What Took the CBC So Long?

What Took the CBC So Long?


Until recently, the Congressional Black Caucus has been strangely quiet about the president’s proposed government health care option, an increasingly complex and controversial topic that has no shortage of opponents.

Then, just hours before President Obama’s prime-time speech on health care last week, members of the CBC held a press conference to announce that they were publicly supporting the measure.

Well, it’s about time.

After making headlines earlier in the year for a high-profile visit to Cuba and criticizing the president for opting out of a UN conference, the group is finally wielding its power and influence on an issue that holds some significance for its constituents.

Health care reform could have been the black lawmakers’ defining issue had they not been so late to the party. And here’s why.

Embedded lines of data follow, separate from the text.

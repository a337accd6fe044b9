use crate::errors::CliError;
use camino::{Utf8Path, Utf8PathBuf};
use m3_mod_definition::Game;

pub mod config;

#[macro_export]
macro_rules! println_pad {
    ($($arg:tt)*) => {{
        let __s = format!($($arg)*);
        for __line in __s.lines() {
            println!("    {}", __line);
        }
    }};
}

/// Fail with a diagnostic if `path` does not exist.
pub fn require_exists(path: &Utf8Path) -> Result<(), CliError> {
    if path.exists() {
        Ok(())
    } else {
        Err(CliError::file_not_found(path))
    }
}

pub fn parse_game(value: &str) -> Result<Game, CliError> {
    value.parse().map_err(|_| CliError::InvalidGame {
        value: value.to_string(),
    })
}

/// Use the explicit root if given, otherwise the configured one.
pub fn game_root(game: Game, explicit: Option<String>) -> Result<Utf8PathBuf, CliError> {
    match explicit {
        Some(root) => Ok(Utf8PathBuf::from(root)),
        None => config::load_config()
            .game_root(game)
            .cloned()
            .ok_or_else(|| CliError::game_root_not_configured(game)),
    }
}

/// Format a byte count for display.
pub fn human_size(bytes: u64) -> String {
    const UNITS: [&str; 4] = ["B", "KiB", "MiB", "GiB"];
    let mut size = bytes as f64;
    let mut unit = 0;
    while size >= 1024.0 && unit < UNITS.len() - 1 {
        size /= 1024.0;
        unit += 1;
    }
    if unit == 0 {
        format!("{} {}", bytes, UNITS[0])
    } else {
        format!("{:.1} {}", size, UNITS[unit])
    }
}
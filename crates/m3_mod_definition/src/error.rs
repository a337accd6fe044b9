use thiserror::Error;

pub type Result<T> = std::result::Result<T, ModDefinitionError>;

#[derive(Error, Debug)]
pub enum ModDefinitionError {
    #[error("IO error: {0}")]
    Io(#[from] std::io::Error),

    #[error("Invalid JSON mod definition: {0}")]
    Json(#[from] serde_json::Error),

    #[error("Invalid TOML mod definition: {0}")]
    Toml(#[from] toml::de::Error),

    #[error("Unsupported mod definition format: {0} (expected .json or .toml)")]
    UnsupportedFormat(String),

    #[error("Invalid mod definition: {0}")]
    Invalid(String),
}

Members of the CBC represent voters who make up a disproportionate number of the uninsured and underinsured in this country. That alone should have made them early backers of a public option plan. In their districts, the emergency room has become the doctor’s office for many.

And yet the group’s announcement prior to the president’s speech was a safe move disguised as something more. The CBC’s public relations machine fired off a generic e-mail about the press conference, titled “African Americans to Make Announcement on Healthcare Reform,” days before the televised event.

Too bad it came weeks after the fire-and-brimstone town hall meetings and fear-mongering by conservatives already set the tone for the discussion.

Even more palpable, the move played itself out as black politicians coming to the aide of the black president as he’s abandoned by disillusioned, and possibly racist, whites.

The fact that the CBC waited so long to publicly defend the plan is puzzling. In June, black Congressional members, along with Latino and Asian politicians, introduced the Health Equity and Accountability Act of 2009, which outlines the need to increase access to care among minority populations. And just last year, the CBC Foundation held its second annual conference on health disparities. Among its findings: blacks are twice as likely as white to be diagnosed at the advanced stages of most diseases.

The organization also has a health brain trust, headed up by Rep. Donna Christensen (D-VI), which touts itself as the authority on minority health policy.

In fact, on Christensen’s website, she claims that the CBC continues “to be on the front lines of … supporting legislation that will ensure health equity and justice across all populations.”

The front lines? It seems more like the CBC waited for the battle to rage before making its move. But better late than never, right?

As the health care debate continues, the CBC would do well to read up on all those disparity studies it sponsored. They lay out a pretty good case for why black lawmakers need to be visible and vocal when it comes to health care reform. Later for the politics and the publicity stunts. Their voters’ lives depend on it.

Chana Garcia is a journalist, blogger, and ovarian cancer survivor who lives in New York City. On her blog, black gyrl cancer slayer, she documents her battle with cancer and writes about health care reform with humor and irreverence – and a bit of sass. Her story is featured in the September 2009 issue of Black Enterprise magazine.